Saved data entries:
******************************
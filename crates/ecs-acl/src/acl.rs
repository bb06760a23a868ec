//! The committed grant relation.

use std::collections::{BTreeMap, BTreeSet};

use ecs_core::{Address, CiphertextHandle};
use serde::{Deserialize, Serialize};

use crate::error::AclError;
use crate::transaction::{AclDelta, AclTransaction};

/// Append-only `(handle, principal)` relation.
#[derive(Debug, Clone, Default, PartialEq, Eq, Serialize, Deserialize)]
pub struct Acl {
    grants: BTreeMap<CiphertextHandle, BTreeSet<Address>>,
}

impl Acl {
    /// An empty relation.
    pub fn new() -> Self {
        Self::default()
    }

    /// Whether `principal` may request decryption of `handle`.
    pub fn is_allowed(&self, handle: &CiphertextHandle, principal: &Address) -> bool {
        self.grants
            .get(handle)
            .is_some_and(|set| set.contains(principal))
    }

    /// Every principal granted on `handle`, in address order.
    pub fn principals(&self, handle: &CiphertextHandle) -> Vec<Address> {
        self.grants
            .get(handle)
            .map(|set| set.iter().copied().collect())
            .unwrap_or_default()
    }

    /// Number of handles carrying at least one grant.
    pub fn len(&self) -> usize {
        self.grants.len()
    }

    /// Whether no grant exists.
    pub fn is_empty(&self) -> bool {
        self.grants.is_empty()
    }

    /// Grant directly, outside any transaction. Idempotent.
    pub fn allow(&mut self, handle: CiphertextHandle, principal: Address) -> Result<(), AclError> {
        check_handle(&handle)?;
        self.grants.entry(handle).or_default().insert(principal);
        Ok(())
    }

    /// Start staging grants against the current relation.
    pub fn begin(&self) -> AclTransaction<'_> {
        AclTransaction::new(self)
    }

    /// Apply the persistent grants of a committed transaction.
    pub fn apply(&mut self, delta: AclDelta) {
        let count = delta.len();
        for (handle, principal) in delta.into_grants() {
            self.grants.entry(handle).or_default().insert(principal);
        }
        tracing::debug!(grants = count, "acl delta applied");
    }
}

pub(crate) fn check_handle(handle: &CiphertextHandle) -> Result<(), AclError> {
    handle
        .validate()
        .map(|_| ())
        .map_err(|e| AclError::MalformedHandle(e.to_string()))
}

#[cfg(test)]
mod tests {
    use super::*;
    use ecs_core::{ChainId, FheType, Sha256Accumulator};

    fn handle(tag: &[u8]) -> CiphertextHandle {
        let mut acc = Sha256Accumulator::new();
        acc.update(tag);
        CiphertextHandle::compose(&acc.finalize(), 0, ChainId::LOCAL, FheType::Uint32)
    }

    #[test]
    fn test_allow_is_idempotent() {
        let mut acl = Acl::new();
        let h = handle(b"a");
        let alice = Address::from_label("alice");
        acl.allow(h, alice).unwrap();
        acl.allow(h, alice).unwrap();
        assert!(acl.is_allowed(&h, &alice));
        assert_eq!(acl.principals(&h), vec![alice]);
    }

    #[test]
    fn test_unknown_handle_has_no_principals() {
        let acl = Acl::new();
        assert!(acl.principals(&handle(b"x")).is_empty());
        assert!(!acl.is_allowed(&handle(b"x"), &Address::from_label("alice")));
    }

    #[test]
    fn test_zero_handle_rejected() {
        let mut acl = Acl::new();
        let err = acl
            .allow(CiphertextHandle::ZERO, Address::from_label("alice"))
            .unwrap_err();
        assert!(matches!(err, AclError::MalformedHandle(_)));
        assert!(acl.is_empty());
    }

    #[test]
    fn test_serde_preserves_grants() {
        let mut acl = Acl::new();
        acl.allow(handle(b"a"), Address::from_label("alice")).unwrap();
        acl.allow(handle(b"a"), Address::from_label("score")).unwrap();
        let json = serde_json::to_string(&acl).unwrap();
        let back: Acl = serde_json::from_str(&json).unwrap();
        assert_eq!(back, acl);
    }
}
******************************
--- Your objective ---
Which lines of the records above contain the word "Result"? Copy each of them.

--- Solution for this problem ---
    pub fn allow(&mut self, handle: CiphertextHandle, principal: Address) -> Result<(), AclError> {
pub(crate) fn check_handle(handle: &CiphertextHandle) -> Result<(), AclError> {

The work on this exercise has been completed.